Task goal -
Within the entries below, every line containing "finish" is to be copied.

Supplied material -
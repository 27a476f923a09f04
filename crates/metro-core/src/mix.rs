//! Layer summation with soft limiting.

use crate::{SampleBuffer, samples_for, soft_limit};

/// Accumulates layers into a fixed-length buffer.
///
/// Layers are added with a gain and an optional start offset; anything
/// running past the end is truncated. [`LayerMix::finish`] soft-limits the
/// sum, which is the only clipping applied to a composed segment.
///
/// ```rust
/// use metro_core::{LayerMix, NoiseBand, noise};
///
/// let sr = 44100.0;
/// let mut mix = LayerMix::new(1.0, sr);
/// mix.add(&noise(1.0, sr, NoiseBand::band(40.0, 150.0), 0.6, 1), 1.0);
/// mix.add(&noise(1.0, sr, NoiseBand::band(800.0, 2000.0), 0.6, 2), 1.0);
/// let out = mix.finish(0.9);
/// assert_eq!(out.len(), 44100);
/// assert!(out.peak() <= 1.0);
/// ```
#[derive(Debug, Clone)]
pub struct LayerMix {
    acc: Vec<f32>,
    sample_rate: f32,
}

impl LayerMix {
    /// An empty mix lasting `duration_secs`.
    pub fn new(duration_secs: f32, sample_rate: f32) -> Self {
        Self::with_len(samples_for(duration_secs, sample_rate), sample_rate)
    }

    /// An empty mix of exactly `len` samples.
    pub fn with_len(len: usize, sample_rate: f32) -> Self {
        Self {
            acc: vec![0.0; len],
            sample_rate,
        }
    }

    /// Length in samples.
    pub fn len(&self) -> usize {
        self.acc.len()
    }

    /// True when the mix has zero length.
    pub fn is_empty(&self) -> bool {
        self.acc.is_empty()
    }

    /// Sample rate in Hz.
    pub fn sample_rate(&self) -> f32 {
        self.sample_rate
    }

    /// Add `layer` from the first sample.
    pub fn add(&mut self, layer: &SampleBuffer, gain: f32) -> &mut Self {
        self.add_at(layer, gain, 0)
    }

    /// Add `layer` starting at sample `offset`.
    pub fn add_at(&mut self, layer: &SampleBuffer, gain: f32, offset: usize) -> &mut Self {
        if let Some(dest) = self.acc.get_mut(offset..) {
            for (d, &s) in dest.iter_mut().zip(layer.samples()) {
                *d += s * gain;
            }
        }
        self
    }

    /// Add `layer` starting at `offset_secs`.
    pub fn add_at_secs(&mut self, layer: &SampleBuffer, gain: f32, offset_secs: f32) -> &mut Self {
        let offset = samples_for(offset_secs, self.sample_rate);
        self.add_at(layer, gain, offset)
    }

    /// Soft-limit the sum at `threshold` and hand back the buffer.
    pub fn finish(self, threshold: f32) -> SampleBuffer {
        SampleBuffer::from_vec(self.acc, self.sample_rate).map(|s| soft_limit(s, threshold))
    }
}

#[cfg(test)]
mod tests {
    use super::*;

    #[test]
    fn offset_layers_land_in_place() {
        let one = SampleBuffer::from_vec(vec![0.25; 4], 44100.0);
        let mut mix = LayerMix::with_len(10, 44100.0);
        mix.add_at(&one, 1.0, 3).add_at(&one, 2.0, 8);
        let out = mix.finish(0.9);
        assert_eq!(
            out.samples(),
            &[0.0, 0.0, 0.0, 0.25, 0.25, 0.25, 0.25, 0.0, 0.5, 0.5]
        );
    }

    #[test]
    fn offset_past_end_is_ignored() {
        let one = SampleBuffer::from_vec(vec![0.25; 4], 44100.0);
        let mut mix = LayerMix::with_len(4, 44100.0);
        mix.add_at(&one, 1.0, 100);
        assert_eq!(mix.finish(0.9).peak(), 0.0);
    }

    #[test]
    fn loud_sums_are_limited() {
        let loud = SampleBuffer::from_vec(vec![0.8; 16], 44100.0);
        let mut mix = LayerMix::with_len(16, 44100.0);
        mix.add(&loud, 1.0).add(&loud, 1.0).add(&loud, 1.0);
        let out = mix.finish(0.9);
        assert!(out.samples().iter().all(|s| *s > 0.9 && *s <= 1.0));
    }
}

Solution -
/// running past the end is truncated. [`LayerMix::finish`] soft-limits the
/// let out = mix.finish(0.9);
    pub fn finish(self, threshold: f32) -> SampleBuffer {
        let out = mix.finish(0.9);
        assert_eq!(mix.finish(0.9).peak(), 0.0);
        let out = mix.finish(0.9);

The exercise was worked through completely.